28 Jun 20:53

KoljaB

e377a4b

v0.2.0 Latest

Latest

v0.2.0 with OpenWakeWord Support

Training models

Look here for information about how to train your own OpenWakeWord models. You can use a simple Google Colab notebook for a start or use a more detailed notebook that enables more customization (can produce high quality models, but requires more development experience).

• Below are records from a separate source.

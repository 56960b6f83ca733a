use leptos::*;

mod api;
mod components;
pub mod config;
mod pages;
pub mod router;
mod state;
pub mod utils;

#[cfg(test)]
mod test_support;

use components::error::ConfigErrorPage;

/// Entry point for both the Trunk binary and JS hosts loading the cdylib.
#[wasm_bindgen::prelude::wasm_bindgen]
pub fn start() {
    console_error_panic_hook::set_once();
    if console_log::init_with_level(log::Level::Debug).is_err() {
        web_sys::console::warn_1(&"Logger already initialized".into());
    }
    log::info!("Starting CharitiesNextToMe frontend");

    // Runtime config: window.__CHARITIES_ENV (env.js) first, then ./config.json.
    spawn_local(async move {
        match config::load().await {
            Ok(config) => {
                log::info!("Runtime config initialized for {}", config.url);
                router::mount_app(config);
            }
            Err(err) => {
                log::error!("Supabase configuration error: {}", err);
                let message = err.to_string();
                mount_to_body(move || view! { <ConfigErrorPage message=message.clone()/> });
            }
        }
    });
}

Convert model to ONNX format

You might need to use tf2onnx to convert tensorflow tflite models to onnx format:

pip install -U tf2onnx
python -m tf2onnx.convert --tflite my_model_filename.tflite --output my_model_filename.onnx

Configure RealtimeSTT

Suggested starting parameters for OpenWakeWord usage:

    with AudioToTextRecorder(
        wakeword_backend="oww",
        wake_words_sensitivity=0.35,
        openwakeword_model_paths="word1.onnx,word2.onnx",
        wake_word_buffer_duration=1,
        ) as recorder:

OpenWakeWord Test

Set up the openwakeword test project:

mkdir samantha_wake_word && cd samantha_wake_word
curl -O https://raw.githubusercontent.com/KoljaB/RealtimeSTT/master/tests/openwakeword_test.py
curl -L https://huggingface.co/KoljaB/SamanthaOpenwakeword/resolve/main/suh_mahn_thuh.onnx -o suh_mahn_thuh.onnx
curl -L https://huggingface.co/KoljaB/SamanthaOpenwakeword/resolve/main/suh_man_tuh.onnx -o suh_man_tuh.onnx

Ensure you have curl installed for downloading files. If not, you can manually download the files from the provided URLs.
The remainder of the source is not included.